Vous attendez-vous à quelque mécontentement de la part des puristes du genre ?

C’est possible et même prévisible. Mais jusque-là, ils aiment ce que je fais et ils considèrent que je revisite le patrimoine avec délicatesse et beaucoup de responsabilité.

On dit souvent que les jeunes ne s’intéressent pas au patrimoine, en particulier à la musique andalouse. Qu’en pensez-vous ?

Je pense que cela a davantage à voir avec leur frustration vis-à-vis de cette musique difficile à toucher. La musique andalouse est une musique savante, une musique de maîtrise, où tu es appelé à employer aussi bien tes émotions que ton cerveau. Je crois que c’est plus une incapacité qu’un désintérêt.

Vous avez eu une expérience similaire avec le morceau «Hak a Mama» remis au goût du jour. On a vu ensuite ce morceau repris à l’infini dans diverses versions. Pensez-vous qu’il en sera de même pour «Al Borda» ?

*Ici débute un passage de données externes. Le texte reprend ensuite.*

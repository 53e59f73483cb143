//! Bridge response formatting for the web front end.
//!
//! Pure string construction: renders the merged result into display lines,
//! truncating document previews to a fixed character budget.

use crate::models::BridgeResponse;

/// Preview budget for raw document text.
const PREVIEW_CHARS: usize = 180;

/// Render a bridge response as one display string.
pub fn render(response: &BridgeResponse) -> String {
    render_lines(response).join("\n")
}

/// Render a bridge response as display lines.
pub fn render_lines(response: &BridgeResponse) -> Vec<String> {
    let mut lines = vec!["✅ bridge complete".to_string()];

    lines.push(String::new());
    lines.push("🧭  Orientation layer — dual-geometry compasses:".to_string());
    for hit in &response.orientation {
        lines.push(format!(
            "  • {} — {} ↔ {}  ({}) [{}]",
            or_label(&hit.codex_id, "N/A"),
            or_label(&hit.node_label, "Unknown"),
            hit.field_label,
            hit.source,
            hit.geometry_pair
        ));
    }

    lines.push(String::new());
    lines.push("🌿  Texture layer — paragraph fragments:".to_string());
    for hit in &response.texture {
        lines.push(format!(
            "  • {} — {}  [segment {}]",
            or_label(&hit.codex_id, "N/A"),
            or_label(&hit.title, "Unknown"),
            hit.segment
        ));
        lines.push(format!("    → {}", preview(&hit.document)));
    }

    lines.push(String::new());
    lines.push("✅  bridge complete — two hemispheres queried in native geometry.".to_string());
    lines
}

fn or_label<'a>(value: &'a str, fallback: &'a str) -> &'a str {
    if value.is_empty() {
        fallback
    } else {
        value
    }
}

fn preview(text: &str) -> String {
    let flat = text.replace('\n', " ");
    let flat = flat.trim();
    if flat.is_empty() {
        return "(no text)".to_string();
    }
    let truncated: String = flat.chars().take(PREVIEW_CHARS).collect();
    format!("{}...", truncated)
}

Je ne crois pas. «Hak a Mama» est une chanson populaire qui était oubliée et que j’ai fait renaître en Electro Pop. «Al Borda» est un chant tellement compliqué qu’il ne peut intéresser les artistes à tubes éphémères.

 Comptez-vous récidiver ? Si oui, dans quel registre ?

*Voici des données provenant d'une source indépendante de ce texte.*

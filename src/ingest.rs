//! Offline ingestion: raw source directories to JSONL record files.
//!
//! Two batch pipelines share this module: annotated markdown becomes
//! fragment records (texture layer) and geometry JSON becomes compass
//! records (orientation layer). Both walk their input directory in
//! deterministic order and write one JSON object per line.

use anyhow::{bail, Context, Result};
use globset::{Glob, GlobSet, GlobSetBuilder};
use sha2::{Digest, Sha256};
use std::fs::{self, File};
use std::io::{BufWriter, Write};
use std::path::{Path, PathBuf};
use walkdir::WalkDir;

use crate::compass::{self, GeometryDoc};
use crate::config::Config;
use crate::models::FragmentRecord;
use crate::segment;

/// Provenance fields parsed from a source filename such as
/// `FIELD.201_threshold_states.md`.
#[derive(Debug, Clone)]
pub struct CodexName {
    pub codex_id: String,
    pub category: String,
    pub index: String,
    pub slug: String,
    pub title: String,
}

/// Parse category, index, and slug out of a source filename.
pub fn parse_codex_name(filename: &str) -> CodexName {
    let base = Path::new(filename)
        .file_stem()
        .map(|stem| stem.to_string_lossy().to_string())
        .unwrap_or_default();

    let (prefix, slug) = match base.split_once('_') {
        Some((prefix, slug)) => (prefix.to_string(), slug.to_string()),
        None => (base, String::new()),
    };

    let (category, index) = match prefix.split_once('.') {
        Some((category, index)) => (category.to_string(), index.to_string()),
        None => ("UNCAT".to_string(), "000".to_string()),
    };

    let codex_id = format!("{}.{}_{}", category, index, slug);
    let title = if slug.is_empty() {
        codex_id.clone()
    } else {
        title_case(&slug)
    };

    CodexName {
        codex_id,
        category,
        index,
        slug,
        title,
    }
}

fn title_case(slug: &str) -> String {
    slug.split('_')
        .map(|word| {
            let mut chars = word.chars();
            match chars.next() {
                Some(first) => first.to_uppercase().collect::<String>() + chars.as_str(),
                None => String::new(),
            }
        })
        .collect::<Vec<_>>()
        .join(" ")
}

/// Deterministic fragment id: truncated SHA-256 over the identity tuple.
/// Re-running ingestion on unchanged input reproduces identical ids.
pub fn fragment_id(codex_id: &str, relpath: &str, title: &str, segment: i64) -> String {
    let mut hasher = Sha256::new();
    hasher.update(format!("{}/{}/{}/{}", codex_id, relpath, title, segment).as_bytes());
    let digest = format!("{:x}", hasher.finalize());
    digest[..16].to_string()
}

fn build_globset(patterns: &[String]) -> Result<GlobSet> {
    let mut builder = GlobSetBuilder::new();
    for pattern in patterns {
        builder.add(Glob::new(pattern)?);
    }
    Ok(builder.build()?)
}

/// Collect matching files under `root`, sorted by relative path for
/// deterministic ordering.
fn scan_files(root: &Path, include: &GlobSet) -> Result<Vec<(PathBuf, String)>> {
    let mut files = Vec::new();
    for entry in WalkDir::new(root) {
        let entry = entry?;
        if !entry.file_type().is_file() {
            continue;
        }
        let path = entry.path();
        let relative = path.strip_prefix(root).unwrap_or(path);
        let rel_str = relative.to_string_lossy().to_string();
        if !include.is_match(&rel_str) {
            continue;
        }
        files.push((path.to_path_buf(), rel_str));
    }
    files.sort_by(|a, b| a.1.cmp(&b.1));
    Ok(files)
}

fn open_output(path: &Path) -> Result<BufWriter<File>> {
    if let Some(parent) = path.parent() {
        fs::create_dir_all(parent)?;
    }
    let file = File::create(path)
        .with_context(|| format!("Failed to create output file: {}", path.display()))?;
    Ok(BufWriter::new(file))
}

/// Ingest annotated source documents into the fragments JSONL file.
pub fn run_ingest_fragments(config: &Config) -> Result<()> {
    let raw_dir = &config.ingest.raw_dir;
    if !raw_dir.exists() {
        bail!("Raw document directory does not exist: {}", raw_dir.display());
    }

    let include = build_globset(&config.ingest.include_globs)?;
    let files = scan_files(raw_dir, &include)?;
    let mut out = open_output(&config.ingest.fragments_out)?;
    let mut count = 0u64;

    for (path, rel) in &files {
        let raw = fs::read_to_string(path)
            .with_context(|| format!("Failed to read source file: {}", path.display()))?;
        let (meta, body) = segment::split_front_matter(&raw);

        let filename = path
            .file_name()
            .map(|name| name.to_string_lossy().to_string())
            .unwrap_or_default();
        let name = parse_codex_name(&filename);
        let title = meta
            .title
            .clone()
            .filter(|t| !t.trim().is_empty())
            .or_else(|| segment::first_heading(body))
            .unwrap_or_else(|| name.title.clone());

        let cleaned = segment::clean_source(body);
        let paragraphs = segment::segment_paragraphs(&cleaned);
        println!("  ↳ {} fragments from {}", paragraphs.len(), rel);

        for (seg, paragraph) in paragraphs.iter().enumerate() {
            let record = FragmentRecord {
                id: fragment_id(&name.codex_id, rel, &title, seg as i64),
                codex_id: name.codex_id.clone(),
                category: name.category.clone(),
                index: name.index.clone(),
                slug: name.slug.clone(),
                title: title.clone(),
                segment: seg as i64,
                content: paragraph.clone(),
                tags: meta.tag_list(),
                mood: meta.mood.clone(),
                voice: meta.voice.clone(),
                language: meta.language.clone(),
                notes: meta.notes.clone(),
            };
            serde_json::to_writer(&mut out, &record)?;
            out.write_all(b"\n")?;
            count += 1;
        }
    }

    out.flush()?;
    println!("ingest fragments");
    println!("  files: {}", files.len());
    println!("  records: {}", count);
    println!("  output: {}", config.ingest.fragments_out.display());
    println!("ok");
    Ok(())
}

/// Ingest geometry metadata documents into the compasses JSONL file.
pub fn run_ingest_compasses(config: &Config) -> Result<()> {
    let geometry_dir = &config.ingest.geometry_dir;
    if !geometry_dir.exists() {
        bail!(
            "Geometry document directory does not exist: {}",
            geometry_dir.display()
        );
    }

    let include = build_globset(&["**/*.json".to_string()])?;
    let files = scan_files(geometry_dir, &include)?;
    let mut out = open_output(&config.ingest.compasses_out)?;
    let mut count = 0u64;
    let mut skipped = 0u64;

    for (path, rel) in &files {
        let raw = fs::read_to_string(path)
            .with_context(|| format!("Failed to read geometry file: {}", path.display()))?;
        let doc: GeometryDoc = serde_json::from_str(&raw)
            .with_context(|| format!("Malformed geometry document: {}", path.display()))?;

        let stem = path
            .file_stem()
            .map(|stem| stem.to_string_lossy().to_string())
            .unwrap_or_default();
        let records = compass::synthesize(&doc, &stem);
        if records.is_empty() {
            eprintln!("Warning: {} has no node/field pairs, skipped", rel);
            skipped += 1;
            continue;
        }

        for record in &records {
            serde_json::to_writer(&mut out, record)?;
            out.write_all(b"\n")?;
            count += 1;
        }
    }

    out.flush()?;
    println!("ingest compasses");
    println!("  files: {}", files.len());
    println!("  records: {}", count);
    println!("  skipped: {}", skipped);
    println!("  output: {}", config.ingest.compasses_out.display());
    println!("ok");
    Ok(())
}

Bien sûr que oui. D’ailleurs dans le prochain EP, il y a «Bi ayi sabab nohjar» qu’on compte sortir en single bientôt. Les registres sont des appuis, des moules, quand on travaille une reprise, c’est la chanson originale qui impose son remake. Quoique j’aie un faible pour les sonorités électro.

Vous avez réalisé cette version en France. N’était-ce pas possible au Maroc ?

Malheureusement, non. D’ailleurs c’est toujours une galère de trouver des collaborateurs qui peuvent me suivre dans mes délires. Souvent, ils pensent à l’efficacité, alors que nous sommes dans la phase écriture. Mais aujourd’hui, je suis très content d’être entouré de musiciens, qui sont à la fois instrumentistes et producteurs. Cela va me faire économiser énormément de billets
d’avions (rires).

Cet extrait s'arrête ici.